EXERCISE MATERIAL.
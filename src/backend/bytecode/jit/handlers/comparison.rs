//! Comparison handlers for JIT compilation
//!
//! Handles: Gt, Lt, Ge, Le, Eq, Ne for both kinds, and Min/Max

use cranelift::prelude::*;

use super::arithmetic::unexpected;
use crate::backend::bytecode::jit::codegen::CodegenContext;
use crate::backend::bytecode::jit::types::JitResult;
use crate::backend::bytecode::opcodes::Instruction;

/// Compile a comparison, materialized as an i32 1 or 0
pub fn compile_comparison_op(
    codegen: &mut CodegenContext<'_, '_>,
    op: &Instruction,
) -> JitResult<()> {
    use Instruction::*;

    let flag = match op {
        GtInt | LtInt | GeInt | LeInt | EqInt | NeInt => {
            let cc = match op {
                GtInt => IntCC::SignedGreaterThan,
                LtInt => IntCC::SignedLessThan,
                GeInt => IntCC::SignedGreaterThanOrEqual,
                LeInt => IntCC::SignedLessThanOrEqual,
                EqInt => IntCC::Equal,
                _ => IntCC::NotEqual,
            };
            let lhs = codegen.pop_int()?;
            let rhs = codegen.pop_int()?;
            codegen.builder.ins().icmp(cc, lhs, rhs)
        }
        GtReal | LtReal | GeReal | LeReal | EqReal | NeReal => {
            // Ordered throughout: NaN compares false, including for NE
            let cc = match op {
                GtReal => FloatCC::GreaterThan,
                LtReal => FloatCC::LessThan,
                GeReal => FloatCC::GreaterThanOrEqual,
                LeReal => FloatCC::LessThanOrEqual,
                EqReal => FloatCC::Equal,
                _ => FloatCC::OrderedNotEqual,
            };
            let lhs = codegen.pop_real()?;
            let rhs = codegen.pop_real()?;
            codegen.builder.ins().fcmp(cc, lhs, rhs)
        }
        other => return Err(unexpected(other)),
    };

    let result = codegen.flag_to_int(flag);
    codegen.push(result)
}

/// Compile MinInt, MaxInt, MinReal and MaxReal as a select on `lhs < rhs`
pub fn compile_min_max_op(codegen: &mut CodegenContext<'_, '_>, op: &Instruction) -> JitResult<()> {
    let (lhs, rhs, less) = match op {
        Instruction::MinInt | Instruction::MaxInt => {
            let lhs = codegen.pop_int()?;
            let rhs = codegen.pop_int()?;
            let less = codegen.builder.ins().icmp(IntCC::SignedLessThan, lhs, rhs);
            (lhs, rhs, less)
        }
        Instruction::MinReal | Instruction::MaxReal => {
            let lhs = codegen.pop_real()?;
            let rhs = codegen.pop_real()?;
            let less = codegen.builder.ins().fcmp(FloatCC::LessThan, lhs, rhs);
            (lhs, rhs, less)
        }
        other => return Err(unexpected(other)),
    };

    let result = match op {
        Instruction::MinInt | Instruction::MinReal => codegen.builder.ins().select(less, lhs, rhs),
        _ => codegen.builder.ins().select(less, rhs, lhs),
    };
    codegen.push(result)
}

WHAT THE TASK ASKS.
Only lines with the word "LtReal" count here; copy every one from the records.

ANSWER BOX.
        GtReal | LtReal | GeReal | LeReal | EqReal | NeReal => {
                LtReal => FloatCC::LessThan,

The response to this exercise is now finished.